◆ **Task description**
Retype the data below without altering anything.
──────── The records
//! Zonen-Rechteck: Press setzt den Anker, Move zieht die Gegenecke,
//! Release übergibt die normalisierte Box an das Backend.
//!
//! Nach einem Commit sperrt das Tool weitere Rechtecke, bis der
//! Erstellungsmodus verlassen wird oder das Backend ablehnt.

use super::{GestureAction, GestureCommit, GestureTool};
use crate::core::{GeoBounds, GeoPoint};
use crate::shared::Overlay;

/// Statustext, solange eine neue Zone auf Bestätigung wartet.
pub(crate) const PENDING_ZONE_STATUS: &str = "Save or cancel the new zone first";

/// Phase des Rechteck-Drags.
#[derive(Debug, Clone, Copy, PartialEq, Default)]
pub(crate) enum RectPhase {
    #[default]
    Idle,
    Dragging {
        anchor: GeoPoint,
        current: GeoPoint,
    },
}

/// Zonen-Rechteck-Tool
#[derive(Debug, Default)]
pub struct ZoneRectTool {
    pub(crate) phase: RectPhase,
    /// Warte-auf-Bestätigung: ein Rechteck wurde übergeben, die neue Zone ist noch offen
    awaiting_accept: bool,
}

impl ZoneRectTool {
    /// Erstellt ein neues Tool im Ruhezustand.
    pub fn new() -> Self {
        Self {
            phase: RectPhase::Idle,
            awaiting_accept: false,
        }
    }

    /// `true`, solange eine übergebene Zone auf Bestätigung wartet.
    pub fn is_awaiting_accept(&self) -> bool {
        self.awaiting_accept
    }

    /// `true`, während ein Rechteck aufgezogen wird.
    pub fn is_dragging(&self) -> bool {
        matches!(self.phase, RectPhase::Dragging { .. })
    }
}

impl GestureTool for ZoneRectTool {
    fn name(&self) -> &str {
        "Zone"
    }

    fn status_text(&self) -> &str {
        if self.awaiting_accept {
            PENDING_ZONE_STATUS
        } else if self.is_dragging() {
            "Release to create the zone"
        } else {
            "Drag to draw a zone"
        }
    }

    fn on_press(&mut self, pos: GeoPoint) -> GestureAction {
        if self.awaiting_accept {
            log::debug!("Zonen-Rechteck gesperrt: vorherige Zone noch offen");
            return GestureAction::Ignored;
        }
        if self.is_dragging() {
            return GestureAction::Ignored;
        }
        self.phase = RectPhase::Dragging {
            anchor: pos,
            current: pos,
        };
        GestureAction::Updated
    }

    fn on_move(&mut self, pos: GeoPoint) -> GestureAction {
        match &mut self.phase {
            RectPhase::Dragging { current, .. } => {
                *current = pos;
                GestureAction::Updated
            }
            RectPhase::Idle => GestureAction::Ignored,
        }
    }

    fn on_release(&mut self, pos: GeoPoint) -> GestureAction {
        let RectPhase::Dragging { anchor, .. } = self.phase else {
            return GestureAction::Ignored;
        };
        self.phase = RectPhase::Idle;

        let bounds = GeoBounds::from_corners(anchor, pos);
        if bounds.is_degenerate() {
            log::debug!("Zonen-Rechteck ohne Fläche verworfen");
            return GestureAction::Updated;
        }
        self.awaiting_accept = true;
        GestureAction::Commit(GestureCommit::Zone(bounds))
    }

    fn overlay(&self) -> Option<Overlay> {
        match self.phase {
            RectPhase::Dragging { anchor, current } => {
                Some(Overlay::Rectangle(GeoBounds::from_corners(anchor, current)))
            }
            RectPhase::Idle => None,
        }
    }

    fn has_pending_input(&self) -> bool {
        self.awaiting_accept || self.is_dragging()
    }

    fn detach(&mut self) {
        self.phase = RectPhase::Idle;
        self.awaiting_accept = false;
    }

    fn on_commit_settled(&mut self, accepted: bool) {
        if !accepted {
            self.awaiting_accept = false;
        }
    }
}

#[cfg(test)]
mod tests;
────────────────
◆ **Response area**
//! Zonen-Rechteck: Press setzt den Anker, Move zieht die Gegenecke,
//! Release übergibt die normalisierte Box an das Backend.
//!
//! Nach einem Commit sperrt das Tool weitere Rechtecke, bis der
//! Erstellungsmodus verlassen wird oder das Backend ablehnt.

use super::{GestureAction, GestureCommit, GestureTool};
use crate::core::{GeoBounds, GeoPoint};
use crate::shared::Overlay;

/// Statustext, solange eine neue Zone auf Bestätigung wartet.
pub(crate) const PENDING_ZONE_STATUS: &str = "Save or cancel the new zone first";

/// Phase des Rechteck-Drags.
#[derive(Debug, Clone, Copy, PartialEq, Default)]
pub(crate) enum RectPhase {
    #[default]
    Idle,
    Dragging {
        anchor: GeoPoint,
        current: GeoPoint,
    },
}

/// Zonen-Rechteck-Tool
#[derive(Debug, Default)]
pub struct ZoneRectTool {
    pub(crate) phase: RectPhase,
    /// Warte-auf-Bestätigung: ein Rechteck wurde übergeben, die neue Zone ist noch offen
    awaiting_accept: bool,
}

impl ZoneRectTool {
    /// Erstellt ein neues Tool im Ruhezustand.
    pub fn new() -> Self {
        Self {
            phase: RectPhase::Idle,
            awaiting_accept: false,
        }
    }

    /// `true`, solange eine übergebene Zone auf Bestätigung wartet.
    pub fn is_awaiting_accept(&self) -> bool {
        self.awaiting_accept
    }

    /// `true`, während ein Rechteck aufgezogen wird.
    pub fn is_dragging(&self) -> bool {
        matches!(self.phase, RectPhase::Dragging { .. })
    }
}

impl GestureTool for ZoneRectTool {
    fn name(&self) -> &str {
        "Zone"
    }

    fn status_text(&self) -> &str {
        if self.awaiting_accept {
            PENDING_ZONE_STATUS
        } else if self.is_dragging() {
            "Release to create the zone"
        } else {
            "Drag to draw a zone"
        }
    }

    fn on_press(&mut self, pos: GeoPoint) -> GestureAction {
        if self.awaiting_accept {
            log::debug!("Zonen-Rechteck gesperrt: vorherige Zone noch offen");
            return GestureAction::Ignored;
        }
        if self.is_dragging() {
            return GestureAction::Ignored;
        }
        self.phase = RectPhase::Dragging {
            anchor: pos,
            current: pos,
        };
        GestureAction::Updated
    }

    fn on_move(&mut self, pos: GeoPoint) -> GestureAction {
        match &mut self.phase {
            RectPhase::Dragging { current, .. } => {
                *current = pos;
                GestureAction::Updated
            }
            RectPhase::Idle => GestureAction::Ignored,
        }
    }

    fn on_release(&mut self, pos: GeoPoint) -> GestureAction {
        let RectPhase::Dragging { anchor, .. } = self.phase else {
            return GestureAction::Ignored;
        };
        self.phase = RectPhase::Idle;

        let bounds = GeoBounds::from_corners(anchor, pos);
        if bounds.is_degenerate() {
            log::debug!("Zonen-Rechteck ohne Fläche verworfen");
            return GestureAction::Updated;
        }
        self.awaiting_accept = true;
        GestureAction::Commit(GestureCommit::Zone(bounds))
    }

    fn overlay(&self) -> Option<Overlay> {
        match self.phase {
            RectPhase::Dragging { anchor, current } => {
                Some(Overlay::Rectangle(GeoBounds::from_corners(anchor, current)))
            }
            RectPhase::Idle => None,
        }
    }

    fn has_pending_input(&self) -> bool {
        self.awaiting_accept || self.is_dragging()
    }

    fn detach(&mut self) {
        self.phase = RectPhase::Idle;
        self.awaiting_accept = false;
    }

    fn on_commit_settled(&mut self, accepted: bool) {
        if !accepted {
            self.awaiting_accept = false;
        }
    }
}

#[cfg(test)]
mod tests;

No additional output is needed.